Dataset entries
use std::path::PathBuf;

use anyhow::Context;
use batikwalk::ViewerConfig;

fn main() -> anyhow::Result<()> {
    env_logger::Builder::from_env(
        env_logger::Env::default().default_filter_or("info,wgpu_core=warn,wgpu_hal=warn,naga=warn"),
    )
    .init();

    // Optional first argument: path to a config file
    let explicit = std::env::args_os().nth(1).map(PathBuf::from);
    let config = ViewerConfig::load(explicit.as_deref()).context("failed to load configuration")?;

    batikwalk::run(config)
}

> Work request:
Find how many lines in the entries above have the string "PathBuf" and report only that number.

> Worked solution:
2